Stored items
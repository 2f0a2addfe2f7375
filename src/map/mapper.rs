use crate::error::{ConfigError, MapResult, NodeKind};
use crate::map::keys::{ParentLink, PrimaryKey};
use crate::map::spec::{MappingNode, MappingSpec, NodeSet, TableNode};
use crate::map::table::{Row, Table, TableRegistry};
use crate::map::types::{MapperConfig, UserData};
use crate::map::value::{coerce, is_empty, locate, resolve_user_data};
use serde_json::Value;
use std::collections::HashMap;
use std::rc::Rc;
use tracing::debug;

/// Maps decoded documents into flat relational tables according to a [`MappingSpec`]
pub struct Mapper {
    spec: MappingSpec,
    config: MapperConfig,
    registry: TableRegistry,
    /// Mapping that produces each destination, reused by table nodes without their own
    owners: HashMap<String, Rc<NodeSet>>,
}

/// A node's contribution to the row being built, in declaration order
enum Slot<'n> {
    Column { destination: &'n str, value: String },
    Table { key: &'n str, node: &'n TableNode },
}

impl Mapper {
    pub fn new(spec: MappingSpec, config: MapperConfig) -> Self {
        let mut owners = HashMap::new();
        owners.insert(config.root_destination.clone(), Rc::clone(spec.root()));

        Mapper {
            spec,
            config,
            registry: TableRegistry::new(),
            owners,
        }
    }

    /// Build a mapper straight from a JSON mapping configuration
    pub fn from_config(mapping: Value, config: MapperConfig) -> MapResult<Self> {
        Ok(Self::new(MappingSpec::compile(mapping)?, config))
    }

    /// Map every record into rows, accumulating them into this mapper's tables.
    ///
    /// On error the call stops immediately. Rows appended by earlier records
    /// stay in the registry.
    pub fn parse(&mut self, records: &[Value], user_data: &UserData) -> MapResult<()> {
        let root = Rc::clone(self.spec.root());
        let destination = self.config.root_destination.clone();
        self.registry.get_or_create(&destination);

        for record in records {
            self.map_row(&root, &destination, record, None, user_data)?;
        }

        debug!(
            records = records.len(),
            tables = self.registry.len(),
            "parse complete"
        );
        Ok(())
    }

    /// Recursively map one element into a row of `destination`, descending into table nodes
    fn map_row(
        &mut self,
        nodes: &Rc<NodeSet>,
        destination: &str,
        item: &Value,
        link: Option<&ParentLink>,
        user_data: &UserData,
    ) -> MapResult<()> {
        let mut slots = Vec::with_capacity(nodes.len());
        let mut declared_key = Vec::new();

        // Columns and injected values first, so the key exists before any child needs it
        for index in 0..nodes.len() {
            let (key, node) = nodes.node(index)?;
            match node {
                MappingNode::Column(column) => {
                    let value = coerce(
                        locate(item, &column.path),
                        column.force_type,
                        &column.destination,
                    )?;
                    if column.primary_key {
                        declared_key.push(column.destination.clone());
                    }
                    slots.push(Slot::Column {
                        destination: &column.destination,
                        value,
                    });
                }
                MappingNode::User(user) => {
                    let value = coerce(
                        resolve_user_data(key, user_data),
                        user.force_type,
                        &user.destination,
                    )?;
                    if user.primary_key {
                        declared_key.push(user.destination.clone());
                    }
                    slots.push(Slot::Column {
                        destination: &user.destination,
                        value,
                    });
                }
                MappingNode::Table(table) => slots.push(Slot::Table { key, node: table }),
            }
        }

        if let Some(link) = link.filter(|link| link.primary_key) {
            declared_key.push(link.column.clone());
        }

        let mut key_row = Row::new();
        for slot in &slots {
            if let Slot::Column { destination, value } = slot {
                key_row.insert(destination.to_string(), value.clone());
            }
        }
        if let Some(link) = link {
            key_row.insert(link.column.clone(), link.value.clone());
        }
        let primary_key = PrimaryKey::derive(&key_row, &declared_key, item);

        let mut row = Row::new();
        for slot in slots {
            match slot {
                Slot::Column { destination, value } => {
                    row.insert(destination.to_string(), value);
                }
                Slot::Table { key, node } => {
                    let children = self.children_of(key, node)?;
                    self.registry.get_or_create(&node.destination);

                    let data = locate(item, &node.path);
                    if is_empty(data) {
                        if !node.parent_key.disable {
                            row.insert(node.destination.clone(), String::new());
                        }
                        continue;
                    }

                    let child_link = ParentLink::new(&primary_key, destination, &node.parent_key);
                    let elements: Vec<&Value> = match data {
                        Some(Value::Array(items)) => items.iter().collect(),
                        Some(single) => vec![single],
                        None => Vec::new(),
                    };

                    for element in elements {
                        self.map_row(
                            &children,
                            &node.destination,
                            element,
                            child_link.as_ref(),
                            user_data,
                        )?;
                    }
                }
            }
        }

        if let Some(link) = link {
            row.insert(link.column.clone(), link.value.clone());
        }

        self.registry.append_row(destination, row, &declared_key);
        Ok(())
    }

    /// Child mapping for a table node: its own, or the one already producing its destination
    fn children_of(&mut self, key: &str, node: &TableNode) -> Result<Rc<NodeSet>, ConfigError> {
        if let Some(children) = &node.children {
            self.owners
                .entry(node.destination.clone())
                .or_insert_with(|| Rc::clone(children));
            return Ok(Rc::clone(children));
        }

        self.owners
            .get(&node.destination)
            .cloned()
            .ok_or_else(|| ConfigError::MissingKey {
                key: key.to_string(),
                kind: NodeKind::Table,
                missing: "tableMapping",
            })
    }

    pub fn config(&self) -> &MapperConfig {
        &self.config
    }

    /// Tables in the order they were first reached
    pub fn tables(&self) -> impl Iterator<Item = &Table> {
        self.registry.iter()
    }

    pub fn table(&self, destination: &str) -> Option<&Table> {
        self.registry.get(destination)
    }

    pub fn registry(&self) -> &TableRegistry {
        &self.registry
    }

    pub fn into_registry(self) -> TableRegistry {
        self.registry
    }

    /// Render one table using this mapper's header and line terminator options
    pub fn csv(&self, destination: &str) -> Option<String> {
        self.registry
            .get(destination)
            .map(|table| table.to_csv(self.config.write_header, self.config.line_terminator))
    }
}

— Brief —
All entries are to be output exactly as they stand.

— Exercise answer —
repository 2f0a2addfe2f7375
filename src/map/mapper.rs
use crate::error::{ConfigError, MapResult, NodeKind};
use crate::map::keys::{ParentLink, PrimaryKey};
use crate::map::spec::{MappingNode, MappingSpec, NodeSet, TableNode};
use crate::map::table::{Row, Table, TableRegistry};
use crate::map::types::{MapperConfig, UserData};
use crate::map::value::{coerce, is_empty, locate, resolve_user_data};
use serde_json::Value;
use std::collections::HashMap;
use std::rc::Rc;
use tracing::debug;

/// Maps decoded documents into flat relational tables according to a [`MappingSpec`]
pub struct Mapper {
    spec: MappingSpec,
    config: MapperConfig,
    registry: TableRegistry,
    /// Mapping that produces each destination, reused by table nodes without their own
    owners: HashMap<String, Rc<NodeSet>>,
}

/// A node's contribution to the row being built, in declaration order
enum Slot<'n> {
    Column { destination: &'n str, value: String },
    Table { key: &'n str, node: &'n TableNode },
}

impl Mapper {
    pub fn new(spec: MappingSpec, config: MapperConfig) -> Self {
        let mut owners = HashMap::new();
        owners.insert(config.root_destination.clone(), Rc::clone(spec.root()));

        Mapper {
            spec,
            config,
            registry: TableRegistry::new(),
            owners,
        }
    }

    /// Build a mapper straight from a JSON mapping configuration
    pub fn from_config(mapping: Value, config: MapperConfig) -> MapResult<Self> {
        Ok(Self::new(MappingSpec::compile(mapping)?, config))
    }

    /// Map every record into rows, accumulating them into this mapper's tables.
    ///
    /// On error the call stops immediately. Rows appended by earlier records
    /// stay in the registry.
    pub fn parse(&mut self, records: &[Value], user_data: &UserData) -> MapResult<()> {
        let root = Rc::clone(self.spec.root());
        let destination = self.config.root_destination.clone();
        self.registry.get_or_create(&destination);

        for record in records {
            self.map_row(&root, &destination, record, None, user_data)?;
        }

        debug!(
            records = records.len(),
            tables = self.registry.len(),
            "parse complete"
        );
        Ok(())
    }

    /// Recursively map one element into a row of `destination`, descending into table nodes
    fn map_row(
        &mut self,
        nodes: &Rc<NodeSet>,
        destination: &str,
        item: &Value,
        link: Option<&ParentLink>,
        user_data: &UserData,
    ) -> MapResult<()> {
        let mut slots = Vec::with_capacity(nodes.len());
        let mut declared_key = Vec::new();

        // Columns and injected values first, so the key exists before any child needs it
        for index in 0..nodes.len() {
            let (key, node) = nodes.node(index)?;
            match node {
                MappingNode::Column(column) => {
                    let value = coerce(
                        locate(item, &column.path),
                        column.force_type,
                        &column.destination,
                    )?;
                    if column.primary_key {
                        declared_key.push(column.destination.clone());
                    }
                    slots.push(Slot::Column {
                        destination: &column.destination,
                        value,
                    });
                }
                MappingNode::User(user) => {
                    let value = coerce(
                        resolve_user_data(key, user_data),
                        user.force_type,
                        &user.destination,
                    )?;
                    if user.primary_key {
                        declared_key.push(user.destination.clone());
                    }
                    slots.push(Slot::Column {
                        destination: &user.destination,
                        value,
                    });
                }
                MappingNode::Table(table) => slots.push(Slot::Table { key, node: table }),
            }
        }

        if let Some(link) = link.filter(|link| link.primary_key) {
            declared_key.push(link.column.clone());
        }

        let mut key_row = Row::new();
        for slot in &slots {
            if let Slot::Column { destination, value } = slot {
                key_row.insert(destination.to_string(), value.clone());
            }
        }
        if let Some(link) = link {
            key_row.insert(link.column.clone(), link.value.clone());
        }
        let primary_key = PrimaryKey::derive(&key_row, &declared_key, item);

        let mut row = Row::new();
        for slot in slots {
            match slot {
                Slot::Column { destination, value } => {
                    row.insert(destination.to_string(), value);
                }
                Slot::Table { key, node } => {
                    let children = self.children_of(key, node)?;
                    self.registry.get_or_create(&node.destination);

                    let data = locate(item, &node.path);
                    if is_empty(data) {
                        if !node.parent_key.disable {
                            row.insert(node.destination.clone(), String::new());
                        }
                        continue;
                    }

                    let child_link = ParentLink::new(&primary_key, destination, &node.parent_key);
                    let elements: Vec<&Value> = match data {
                        Some(Value::Array(items)) => items.iter().collect(),
                        Some(single) => vec![single],
                        None => Vec::new(),
                    };

                    for element in elements {
                        self.map_row(
                            &children,
                            &node.destination,
                            element,
                            child_link.as_ref(),
                            user_data,
                        )?;
                    }
                }
            }
        }

        if let Some(link) = link {
            row.insert(link.column.clone(), link.value.clone());
        }

        self.registry.append_row(destination, row, &declared_key);
        Ok(())
    }

    /// Child mapping for a table node: its own, or the one already producing its destination
    fn children_of(&mut self, key: &str, node: &TableNode) -> Result<Rc<NodeSet>, ConfigError> {
        if let Some(children) = &node.children {
            self.owners
                .entry(node.destination.clone())
                .or_insert_with(|| Rc::clone(children));
            return Ok(Rc::clone(children));
        }

        self.owners
            .get(&node.destination)
            .cloned()
            .ok_or_else(|| ConfigError::MissingKey {
                key: key.to_string(),
                kind: NodeKind::Table,
                missing: "tableMapping",
            })
    }

    pub fn config(&self) -> &MapperConfig {
        &self.config
    }

    /// Tables in the order they were first reached
    pub fn tables(&self) -> impl Iterator<Item = &Table> {
        self.registry.iter()
    }

    pub fn table(&self, destination: &str) -> Option<&Table> {
        self.registry.get(destination)
    }

    pub fn registry(&self) -> &TableRegistry {
        &self.registry
    }

    pub fn into_registry(self) -> TableRegistry {
        self.registry
    }

    /// Render one table using this mapper's header and line terminator options
    pub fn csv(&self, destination: &str) -> Option<String> {
        self.registry
            .get(destination)
            .map(|table| table.to_csv(self.config.write_header, self.config.line_terminator))
    }
}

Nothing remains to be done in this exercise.